Below is an excerpt from the post.

We figured you might be tracking the conversations about Google Friend Connect and Facebook. We want to help you understand a bit more about how it works on the Friend Connect side with respect to users' information.

People find the relationships they've built on social networks really valuable, and they want the option of bringing those friends with them elsewhere on the web. Google Friend Connect is designed to keep users fully in control of their information at all times. Users choose what social networks to link to their Friend Connect account. (They can just as easily unlink them.) We never handle passwords from other sites, we never store social graph data from other sites, and we never pass users' social network IDs to Friend Connected sites or applications.

The only user information that we pass from a social networking site to third-party applications is the user's public photo, and even that is under user control.

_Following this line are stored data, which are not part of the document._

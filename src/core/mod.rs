//! Ledger core
//!
//! Transactions and their signing protocol, Merkle roots, block headers,
//! proof-of-work sealing and the append-only chain of blocks.

pub mod block;
pub mod blockchain;
pub mod merkle;
pub mod proof_of_work;
pub mod transaction;

pub use block::{Block, Hash, BLOCK_VERSION, DEFAULT_BITS, HEADER_LEN, ZERO_HASH};
pub use blockchain::{Blockchain, BlockchainIterator};
pub use merkle::{MerkleProof, MerkleTree, ProofElement};
pub use proof_of_work::{compact_to_target, ProofOfWork};
pub use transaction::{TXInput, TXOutput, Transaction, TransactionResolver, COINBASE_VOUT, SUBSIDY};
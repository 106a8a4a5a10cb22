use ring::digest::{digest, Context, SHA256};
use ring::rand::SystemRandom;
use ring::signature::{EcdsaKeyPair, ECDSA_P256_SHA256_FIXED, ECDSA_P256_SHA256_FIXED_SIGNING};
use ripemd::{Digest as RipemdDigest, Ripemd160};

use crate::error::{BlockchainError, Result};
use std::time::{SystemTime, UNIX_EPOCH};

/// Width of one P-256 scalar or coordinate in bytes
pub const P256_FIELD_LEN: usize = 32;

// SEC1 tag for an uncompressed point
const UNCOMPRESSED_POINT_TAG: u8 = 0x04;

/// Current unix time in whole seconds, truncated to the 32-bit header field.
///
/// A clock set before the epoch yields 0 rather than an error; the value only
/// feeds the block header and is never used for ordering.
pub fn unix_timestamp() -> u32 {
    SystemTime::now()
        .duration_since(UNIX_EPOCH)
        .map(|d| d.as_secs() as u32)
        .unwrap_or_default()
}

pub fn sha256_digest(data: &[u8]) -> Vec<u8> {
    let mut context = Context::new(&SHA256);
    context.update(data);
    let digest = context.finish();
    digest.as_ref().to_vec()
}

/// SHA-256 into a fixed array, for header and Merkle hashes
pub fn sha256_hash(data: &[u8]) -> [u8; 32] {
    let mut out = [0u8; 32];
    out.copy_from_slice(digest(&SHA256, data).as_ref());
    out
}

pub fn ripemd160_digest(data: &[u8]) -> Vec<u8> {
    let mut hasher = Ripemd160::new();
    hasher.update(data);
    hasher.finalize().to_vec()
}

pub fn base58_encode(data: &[u8]) -> String {
    bs58::encode(data).into_string()
}

pub fn base58_decode(data: &str) -> Result<Vec<u8>> {
    bs58::decode(data)
        .into_vec()
        .map_err(|e| BlockchainError::InvalidAddress(format!("Invalid base58 encoding: {e}")))
}

pub fn new_key_pair() -> Result<Vec<u8>> {
    let rng = SystemRandom::new();
    let pkcs8 = EcdsaKeyPair::generate_pkcs8(&ECDSA_P256_SHA256_FIXED_SIGNING, &rng)
        .map_err(|e| BlockchainError::Crypto(format!("Failed to generate ECDSA key pair: {e}")))?
        .as_ref()
        .to_vec();
    Ok(pkcs8)
}

/// Signs `message` with ECDSA P-256 over its SHA-256 digest.
///
/// The returned signature is the raw `r ‖ s` concatenation, 32 bytes each.
pub fn ecdsa_p256_sha256_sign_digest(pkcs8: &[u8], message: &[u8]) -> Result<Vec<u8>> {
    let rng = SystemRandom::new();
    let key_pair = EcdsaKeyPair::from_pkcs8(&ECDSA_P256_SHA256_FIXED_SIGNING, pkcs8, &rng)
        .map_err(|e| {
            BlockchainError::Crypto(format!("Failed to create key pair from PKCS8: {e}"))
        })?;
    let signature = key_pair
        .sign(&rng, message)
        .map_err(|e| BlockchainError::Crypto(format!("Failed to sign message: {e}")))?
        .as_ref()
        .to_vec();
    Ok(signature)
}

/// Checks an `r ‖ s` signature over `message` against a raw `X ‖ Y` public key.
pub fn ecdsa_p256_sha256_sign_verify(public_key: &[u8], signature: &[u8], message: &[u8]) -> bool {
    let Some((r, s)) = split_signature(signature) else {
        return false;
    };
    let Some(point) = point_from_coordinates(public_key) else {
        return false;
    };

    let mut fixed = Vec::with_capacity(2 * P256_FIELD_LEN);
    fixed.extend_from_slice(r);
    fixed.extend_from_slice(s);

    let peer_public_key = ring::signature::UnparsedPublicKey::new(&ECDSA_P256_SHA256_FIXED, point);
    peer_public_key.verify(message, &fixed).is_ok()
}

/// Splits a raw signature into its `r` and `s` components.
///
/// Returns `None` for anything but two 32-byte, non-zero scalars.
pub fn split_signature(signature: &[u8]) -> Option<(&[u8], &[u8])> {
    if signature.len() != 2 * P256_FIELD_LEN {
        return None;
    }
    let (r, s) = signature.split_at(P256_FIELD_LEN);
    if r.iter().all(|b| *b == 0) || s.iter().all(|b| *b == 0) {
        return None;
    }
    Some((r, s))
}

/// Rebuilds an uncompressed SEC1 point from raw `X ‖ Y` coordinates.
pub fn point_from_coordinates(coordinates: &[u8]) -> Option<Vec<u8>> {
    if coordinates.len() != 2 * P256_FIELD_LEN {
        return None;
    }
    let mut point = Vec::with_capacity(1 + coordinates.len());
    point.push(UNCOMPRESSED_POINT_TAG);
    point.extend_from_slice(coordinates);
    Some(point)
}

/// Strips the SEC1 tag from an uncompressed point, leaving `X ‖ Y`.
pub fn coordinates_from_point(point: &[u8]) -> Result<Vec<u8>> {
    match point.split_first() {
        Some((&UNCOMPRESSED_POINT_TAG, coordinates))
            if coordinates.len() == 2 * P256_FIELD_LEN =>
        {
            Ok(coordinates.to_vec())
        }
        _ => Err(BlockchainError::Crypto(
            "Public key is not an uncompressed P-256 point".to_string(),
        )),
    }
}

#[cfg(test)]
mod tests {
    use super::*;
    use ring::signature::KeyPair;

    fn key_material() -> (Vec<u8>, Vec<u8>) {
        let pkcs8 = new_key_pair().unwrap();
        let rng = SystemRandom::new();
        let key_pair =
            EcdsaKeyPair::from_pkcs8(&ECDSA_P256_SHA256_FIXED_SIGNING, &pkcs8, &rng).unwrap();
        let coordinates = coordinates_from_point(key_pair.public_key().as_ref()).unwrap();
        (pkcs8, coordinates)
    }

    #[test]
    fn test_sign_and_verify_raw_coordinates() {
        let (pkcs8, coordinates) = key_material();
        let signature = ecdsa_p256_sha256_sign_digest(&pkcs8, b"ledger message").unwrap();

        assert_eq!(signature.len(), 64);
        assert!(ecdsa_p256_sha256_sign_verify(
            &coordinates,
            &signature,
            b"ledger message"
        ));
        assert!(!ecdsa_p256_sha256_sign_verify(
            &coordinates,
            &signature,
            b"other message"
        ));
    }

    #[test]
    fn test_malformed_signature_fails_closed() {
        let (_, coordinates) = key_material();
        assert!(!ecdsa_p256_sha256_sign_verify(&coordinates, &[], b"m"));
        assert!(!ecdsa_p256_sha256_sign_verify(&coordinates, &[0u8; 64], b"m"));
        assert!(!ecdsa_p256_sha256_sign_verify(&coordinates, &[1u8; 63], b"m"));
    }

    #[test]
    fn test_malformed_public_key_fails_closed() {
        let (pkcs8, coordinates) = key_material();
        let signature = ecdsa_p256_sha256_sign_digest(&pkcs8, b"m").unwrap();
        assert!(!ecdsa_p256_sha256_sign_verify(
            &coordinates[1..],
            &signature,
            b"m"
        ));
    }

    #[test]
    fn test_sha256_hash_matches_digest() {
        let data = b"abc";
        assert_eq!(sha256_hash(data).to_vec(), sha256_digest(data));
    }

    #[test]
    fn test_ripemd160_length() {
        assert_eq!(ripemd160_digest(b"abc").len(), 20);
    }
}
use crate::error::{BlockchainError, Result};
use crate::utils::{
    base58_decode, base58_encode, coordinates_from_point, ripemd160_digest, sha256_digest,
};
use ring::rand::SystemRandom;
use ring::signature::{EcdsaKeyPair, KeyPair, ECDSA_P256_SHA256_FIXED_SIGNING};
use serde::{Deserialize, Serialize};

const VERSION: u8 = 0x00;
pub const ADDRESS_CHECK_SUM_LEN: usize = 4;
/// Length of a HASH160 key hash
pub const KEY_HASH_LEN: usize = 20;

/// A P-256 key pair. The private half stays in PKCS#8 form; the public half
/// is kept as raw `X ‖ Y` coordinates, which is what transaction inputs carry.
#[derive(Clone, Serialize, Deserialize, bincode::Encode, bincode::Decode)]
pub struct Wallet {
    pkcs8: Vec<u8>,
    public_key: Vec<u8>,
}

impl Wallet {
    pub fn new() -> Result<Wallet> {
        let pkcs8 = crate::utils::new_key_pair()?;
        Self::from_pkcs8(pkcs8)
    }

    pub fn from_pkcs8(pkcs8: Vec<u8>) -> Result<Wallet> {
        let rng = SystemRandom::new();
        let key_pair =
            EcdsaKeyPair::from_pkcs8(&ECDSA_P256_SHA256_FIXED_SIGNING, pkcs8.as_ref(), &rng)
                .map_err(|e| {
                    BlockchainError::Crypto(format!("Failed to create key pair from PKCS8: {e}"))
                })?;
        let public_key = coordinates_from_point(key_pair.public_key().as_ref())?;
        Ok(Wallet { pkcs8, public_key })
    }

    pub fn get_address(&self) -> String {
        convert_address(hash_pub_key(self.public_key.as_slice()).as_slice())
    }

    pub fn get_public_key(&self) -> &[u8] {
        self.public_key.as_slice()
    }

    pub fn get_pkcs8(&self) -> &[u8] {
        self.pkcs8.as_slice()
    }
}

impl std::fmt::Debug for Wallet {
    fn fmt(&self, f: &mut std::fmt::Formatter<'_>) -> std::fmt::Result {
        f.debug_struct("Wallet")
            .field("address", &self.get_address())
            .finish_non_exhaustive()
    }
}

/// HASH160: RIPEMD-160 over SHA-256.
pub fn hash_pub_key(pub_key: &[u8]) -> Vec<u8> {
    let pub_key_sha256 = sha256_digest(pub_key);
    ripemd160_digest(pub_key_sha256.as_slice())
}

fn checksum(payload: &[u8]) -> Vec<u8> {
    let first_sha = sha256_digest(payload);
    let second_sha = sha256_digest(first_sha.as_slice());
    second_sha[0..ADDRESS_CHECK_SUM_LEN].to_vec()
}

pub fn validate_address(address: &str) -> bool {
    let payload = match base58_decode(address) {
        Ok(payload) => payload,
        Err(_) => return false,
    };

    if payload.len() != 1 + KEY_HASH_LEN + ADDRESS_CHECK_SUM_LEN {
        return false;
    }

    let (body, actual_checksum) = payload.split_at(payload.len() - ADDRESS_CHECK_SUM_LEN);
    body[0] == VERSION && checksum(body).as_slice() == actual_checksum
}

/// Extracts the key hash an address pays to.
pub fn key_hash_from_address(address: &str) -> Result<Vec<u8>> {
    if !validate_address(address) {
        return Err(BlockchainError::InvalidAddress(address.to_string()));
    }
    let payload = base58_decode(address)?;
    Ok(payload[1..payload.len() - ADDRESS_CHECK_SUM_LEN].to_vec())
}

/// version + pub_key_hash + checksum, Base58 encoded
pub fn convert_address(pub_hash_key: &[u8]) -> String {
    let mut payload: Vec<u8> = vec![VERSION];
    payload.extend(pub_hash_key);
    let checksum = checksum(payload.as_slice());
    payload.extend(checksum.as_slice());
    base58_encode(payload.as_slice())
}
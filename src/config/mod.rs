//! Configuration management
//!
//! Storage locations, difficulty and the default reward address, read from
//! the environment once and shared through [`GLOBAL_CONFIG`].

pub mod settings;

pub use settings::{parse_bits, Config, GLOBAL_CONFIG};
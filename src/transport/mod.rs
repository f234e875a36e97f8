//! The `transport` module exposes the broker over HTTP.
//!
//! It defines the stream encoding used towards subscribers and the axum
//! router that accepts published messages and serves event streams.

pub mod codec;
pub mod http;

pub use http::{AppState, router, serve};
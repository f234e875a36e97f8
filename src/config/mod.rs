mod settings;

use config::{Config, ConfigError, Environment, File};

use settings::PartialSettings;

pub use settings::{BrokerSettings, LoggingSettings, OverflowPolicy, ServerSettings, Settings};

/// Prefix for environment overrides, e.g. `SSEHUB__SERVER__PORT=9000`.
pub const ENV_PREFIX: &str = "SSEHUB";

/// Largest accepted `broker.queue_capacity`. Every subscriber allocates its
/// whole queue up front.
pub const MAX_QUEUE_CAPACITY: usize = 65_536;

/// Loads the configuration from `config/default` (if present) and the environment.
pub fn load_config() -> Result<Settings, ConfigError> {
    load_config_from("config/default")
}

/// Loads the configuration from an optional file plus environment variables
/// and merges it over the default values.
pub fn load_config_from(path: &str) -> Result<Settings, ConfigError> {
    let builder = Config::builder()
        .add_source(File::with_name(path).required(false))
        .add_source(
            Environment::with_prefix(ENV_PREFIX)
                .prefix_separator("__")
                .separator("__"),
        );

    let config = builder.build()?;

    // Try to deserialize what is available
    let partial: PartialSettings = config.try_deserialize()?;
    let settings = Settings::merged(partial);

    let capacity = settings.broker.queue_capacity;
    if capacity == 0 || capacity > MAX_QUEUE_CAPACITY {
        return Err(ConfigError::Message(format!(
            "broker.queue_capacity must be between 1 and {MAX_QUEUE_CAPACITY}, got {capacity}"
        )));
    }

    Ok(settings)
}
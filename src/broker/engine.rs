//! Broker engine
//!
//! The broker owns the subscriber set and performs fan-out. All state lives
//! in `Broker` and is touched only by its command loop:
//! - `BrokerHandle` is the cloneable front door used by HTTP handlers and
//!   sessions. Each call turns into one `Command` on a single unbounded
//!   channel, so register, unregister and publish share one total order.
//! - `Broker::run` pops commands one at a time and applies them to the
//!   owned state. A publish therefore always fans out over one consistent
//!   view of the subscriber set.
//!
//! Queues are bounded. What happens when a subscriber falls behind is set by
//! `OverflowPolicy`; in no case does a slow subscriber block the loop.

use std::collections::HashMap;
use std::sync::Arc;

use tokio::sync::{mpsc, oneshot};
use tokio::task::JoinHandle;
use tracing::{debug, info, warn};

use crate::broker::message::Message;
use crate::broker::subscriber::{SubscriberId, SubscriberQueue, Subscription};
use crate::config::{BrokerSettings, OverflowPolicy};
use crate::utils::HubError;

#[derive(Debug)]
enum Command {
    Register {
        queue: SubscriberQueue,
        ack: oneshot::Sender<Result<(), HubError>>,
    },
    Unregister(SubscriberId),
    Publish(Arc<Message>),
    Count(oneshot::Sender<usize>),
    Shutdown,
}

#[derive(Debug)]
pub struct Broker {
    name: String,
    pub(crate) subscribers: HashMap<SubscriberId, SubscriberQueue>,
    settings: BrokerSettings,
}

impl Default for Broker {
    fn default() -> Self {
        Self::new(BrokerSettings::default())
    }
}

impl Broker {
    pub fn new(settings: BrokerSettings) -> Self {
        Self {
            name: settings.name.clone(),
            subscribers: HashMap::new(),
            settings,
        }
    }

    /// Spawn the command loop and return a handle to it.
    ///
    /// Must be called from within a tokio runtime.
    pub fn start(settings: BrokerSettings) -> (BrokerHandle, JoinHandle<()>) {
        let (tx, rx) = mpsc::unbounded_channel();
        let broker = Self::new(settings);
        let handle = BrokerHandle {
            name: Arc::from(broker.name.as_str()),
            queue_capacity: broker.settings.queue_capacity,
            commands: tx,
        };
        let task = tokio::spawn(broker.run(rx));
        (handle, task)
    }

    pub fn name(&self) -> &str {
        &self.name
    }

    pub fn subscriber_count(&self) -> usize {
        self.subscribers.len()
    }

    /// Add a queue to the subscriber set.
    pub fn register(&mut self, queue: SubscriberQueue) -> Result<(), HubError> {
        let limit = self.settings.max_subscribers;
        if self.subscribers.len() >= limit {
            warn!(broker = %self.name, limit, "Subscriber limit reached");
            return Err(HubError::SubscriberLimit { limit });
        }
        debug!(broker = %self.name, subscriber = %queue.id(), "Subscriber added");
        self.subscribers.insert(queue.id().clone(), queue);
        Ok(())
    }

    /// Remove a queue from the subscriber set. Unknown ids are ignored.
    pub fn unregister(&mut self, id: &SubscriberId) {
        if self.subscribers.remove(id).is_some() {
            debug!(broker = %self.name, subscriber = %id, "Subscriber removed");
        }
    }

    /// Enqueue `message` on every registered queue.
    pub fn publish(&mut self, message: Arc<Message>) {
        debug!(
            broker = %self.name,
            author = %message.author,
            subscribers = self.subscribers.len(),
            "Pushing message"
        );

        let mut evicted = Vec::new();
        for (id, queue) in &self.subscribers {
            if self.settings.overflow == OverflowPolicy::Disconnect && queue.is_full() {
                evicted.push(id.clone());
                continue;
            }
            if !queue.deliver(message.clone()) {
                // Session already dropped its half; its unregister is on the way.
                debug!(subscriber = %id, "Subscriber gone before delivery");
            }
        }

        for id in evicted {
            warn!(broker = %self.name, subscriber = %id, "Evicting slow subscriber");
            self.subscribers.remove(&id);
        }
    }

    /// Close every subscriber queue. Sessions drain what is queued and end.
    pub fn shutdown(&mut self) {
        let closed = self.subscribers.len();
        self.subscribers.clear();
        info!(broker = %self.name, subscribers = closed, "Channel closed");
    }

    async fn run(mut self, mut commands: mpsc::UnboundedReceiver<Command>) {
        info!(broker = %self.name, "Start channel broker");
        while let Some(command) = commands.recv().await {
            match command {
                Command::Register { queue, ack } => {
                    let result = self.register(queue);
                    // A dropped ack means the caller gave up; its dropped
                    // Subscription has already queued the matching unregister.
                    let _ = ack.send(result);
                }
                Command::Unregister(id) => self.unregister(&id),
                Command::Publish(message) => self.publish(message),
                Command::Count(reply) => {
                    let _ = reply.send(self.subscriber_count());
                }
                Command::Shutdown => {
                    self.shutdown();
                    break;
                }
            }
        }
        // Dropping the subscriber set closes any queue still registered.
        info!(broker = %self.name, "Broker stopped");
    }
}

/// Cloneable handle used to talk to a running broker.
#[derive(Debug, Clone)]
pub struct BrokerHandle {
    name: Arc<str>,
    queue_capacity: usize,
    commands: mpsc::UnboundedSender<Command>,
}

impl BrokerHandle {
    pub fn name(&self) -> &str {
        &self.name
    }

    /// Create a fresh queue and add it to the subscriber set.
    ///
    /// Resolves once the broker has applied the registration, so every
    /// message published after this returns is delivered to the
    /// subscription.
    pub async fn register(&self) -> Result<Subscription, HubError> {
        let (queue, receiver) = SubscriberQueue::new(self.queue_capacity);
        let id = queue.id().clone();
        let capacity = queue.capacity();
        let (ack, ack_rx) = oneshot::channel();

        self.commands
            .send(Command::Register { queue, ack })
            .map_err(|_| HubError::BrokerClosed)?;

        // Build the subscription before awaiting so a cancelled caller still
        // unregisters the queue when this future is dropped.
        let subscription = Subscription::new(id, receiver, capacity, self.clone());
        match ack_rx.await {
            Ok(Ok(())) => Ok(subscription),
            Ok(Err(err)) => Err(err),
            Err(_) => Err(HubError::BrokerClosed),
        }
    }

    /// Remove a subscriber. Harmless for unknown ids or a stopped broker.
    pub fn unregister(&self, id: &SubscriberId) {
        let _ = self.commands.send(Command::Unregister(id.clone()));
    }

    /// Hand a message to the broker for fan-out. Never waits on subscribers.
    pub fn publish(&self, message: Message) -> Result<(), HubError> {
        self.commands
            .send(Command::Publish(Arc::new(message)))
            .map_err(|_| HubError::BrokerClosed)
    }

    /// Ask the broker to close all subscriber queues and stop.
    ///
    /// Commands sent before this are still applied first.
    pub fn shutdown(&self) {
        let _ = self.commands.send(Command::Shutdown);
    }

    /// Current size of the subscriber set, as seen by the command loop.
    pub async fn subscriber_count(&self) -> Result<usize, HubError> {
        let (reply, reply_rx) = oneshot::channel();
        self.commands
            .send(Command::Count(reply))
            .map_err(|_| HubError::BrokerClosed)?;
        reply_rx.await.map_err(|_| HubError::BrokerClosed)
    }

    /// Whether the command loop has stopped.
    pub fn is_closed(&self) -> bool {
        self.commands.is_closed()
    }
}
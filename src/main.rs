//! CLI for ssehub
//!
//! Starts the broker and serves it over HTTP until Ctrl-C.

use clap::Parser;
use ssehub::broker::Broker;
use ssehub::config::{Settings, load_config_from};
use ssehub::transport::{AppState, serve};
use ssehub::utils::logging;
use tokio::net::TcpListener;
use tracing::{error, info};

#[derive(Parser)]
#[command(name = "ssehub", about = "Publish/subscribe hub over HTTP event streams")]
struct Cli {
    /// Configuration file, without extension
    #[arg(long, default_value = "config/default")]
    config: String,
    /// Overrides the configured log level
    #[arg(long)]
    log_level: Option<String>,
}

#[tokio::main]
async fn main() {
    let _ = dotenvy::dotenv();
    let cli = Cli::parse();

    let config = match load_config_from(&cli.config) {
        Ok(config) => config,
        Err(e) => {
            logging::init("info");
            error!("Failed to load configuration: {}", e);
            std::process::exit(1);
        }
    };
    logging::init(cli.log_level.as_deref().unwrap_or(&config.logging.level));

    if let Err(e) = run_server(config).await {
        error!("Server failed: {}", e);
        std::process::exit(1);
    }
}

async fn run_server(config: Settings) -> Result<(), Box<dyn std::error::Error>> {
    let (broker, broker_task) = Broker::start(config.broker.clone());
    let listener = TcpListener::bind(config.bind_addr()).await?;

    serve(listener, AppState::new(broker), async {
        let _ = tokio::signal::ctrl_c().await;
    })
    .await?;

    broker_task.await?;
    info!("Exiting gracefully.");
    Ok(())
}
use serde::Deserialize;

/// Top-level configuration settings for the application.
///
/// Includes settings for the HTTP server, the broker and logging.
#[derive(Debug, Deserialize, Clone, PartialEq)]
pub struct Settings {
    pub server: ServerSettings,
    pub broker: BrokerSettings,
    pub logging: LoggingSettings,
}

/// Configuration settings for the server.
///
/// Defines the host and port the HTTP listener will bind to.
#[derive(Debug, Deserialize, Clone, PartialEq)]
pub struct ServerSettings {
    pub host: String,
    pub port: u16,
}

/// Configuration settings for the broker.
///
/// `queue_capacity` bounds each subscriber's private delivery queue and
/// `overflow` decides what happens once it is full.
#[derive(Debug, Deserialize, Clone, PartialEq)]
pub struct BrokerSettings {
    pub name: String,
    pub queue_capacity: usize,
    pub overflow: OverflowPolicy,
    pub max_subscribers: usize,
}

#[derive(Debug, Deserialize, Clone, PartialEq)]
pub struct LoggingSettings {
    pub level: String,
}

/// Policy applied when a subscriber's queue is full at publish time.
#[derive(Debug, Deserialize, Clone, Copy, PartialEq, Eq, Default)]
#[serde(rename_all = "snake_case")]
pub enum OverflowPolicy {
    /// Discard the oldest undelivered message; the session is told how many it skipped.
    #[default]
    DropOldest,
    /// Evict the subscriber; its session drains what is queued and ends.
    Disconnect,
}

/// Partial configuration settings loaded from files or environment.
///
/// Allows partial specification of settings. Missing values can be filled using defaults.
#[derive(Debug, Deserialize)]
pub struct PartialSettings {
    pub server: Option<PartialServerSettings>,
    pub broker: Option<PartialBrokerSettings>,
    pub logging: Option<PartialLoggingSettings>,
}

#[derive(Debug, Deserialize)]
pub struct PartialServerSettings {
    pub host: Option<String>,
    pub port: Option<u16>,
}

#[derive(Debug, Deserialize)]
pub struct PartialBrokerSettings {
    pub name: Option<String>,
    pub queue_capacity: Option<usize>,
    pub overflow: Option<OverflowPolicy>,
    pub max_subscribers: Option<usize>,
}

#[derive(Debug, Deserialize)]
pub struct PartialLoggingSettings {
    pub level: Option<String>,
}

impl Settings {
    /// Fill every field missing from `partial` with the default value.
    pub fn merged(partial: PartialSettings) -> Self {
        let default = Settings::default();
        let server = partial.server;
        let broker = partial.broker;
        let logging = partial.logging;

        Self {
            server: ServerSettings {
                host: server
                    .as_ref()
                    .and_then(|s| s.host.clone())
                    .unwrap_or(default.server.host),
                port: server
                    .as_ref()
                    .and_then(|s| s.port)
                    .unwrap_or(default.server.port),
            },
            broker: BrokerSettings {
                name: broker
                    .as_ref()
                    .and_then(|b| b.name.clone())
                    .unwrap_or(default.broker.name),
                queue_capacity: broker
                    .as_ref()
                    .and_then(|b| b.queue_capacity)
                    .unwrap_or(default.broker.queue_capacity),
                overflow: broker
                    .as_ref()
                    .and_then(|b| b.overflow)
                    .unwrap_or(default.broker.overflow),
                max_subscribers: broker
                    .as_ref()
                    .and_then(|b| b.max_subscribers)
                    .unwrap_or(default.broker.max_subscribers),
            },
            logging: LoggingSettings {
                level: logging
                    .and_then(|l| l.level)
                    .unwrap_or(default.logging.level),
            },
        }
    }

    /// Address string suitable for `TcpListener::bind`.
    pub fn bind_addr(&self) -> String {
        format!("{}:{}", self.server.host, self.server.port)
    }
}

impl Default for BrokerSettings {
    fn default() -> Self {
        Self {
            name: "main".to_string(),
            queue_capacity: 256,
            overflow: OverflowPolicy::DropOldest,
            max_subscribers: 10_000,
        }
    }
}

/// Provides default values for `Settings`.
impl Default for Settings {
    fn default() -> Self {
        Self {
            server: ServerSettings {
                host: "0.0.0.0".to_string(),
                port: 8000,
            },
            broker: BrokerSettings::default(),
            logging: LoggingSettings {
                level: "info".to_string(),
            },
        }
    }
}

That's the high-level view. But what about the details? Here is more information on exactly how Friend Connect interacts with third-party social networks and applications.

  1. Google Friend Connect puts users in control over whether they're connected to their data on Facebook.
  2. Google Friend Connect only reads a small amount of user data from Facebook, and does so using Facebook's public APIs. We read the Facebook numeric id, friendly name, and public photo URLs of the user and their friends. We read no other information.
  3. The only user information that we pass from Facebook to third-party applications is the URL of the user's public photo.
  4. Google Friend Connect does not permanently store any user data retrieved from Facebook.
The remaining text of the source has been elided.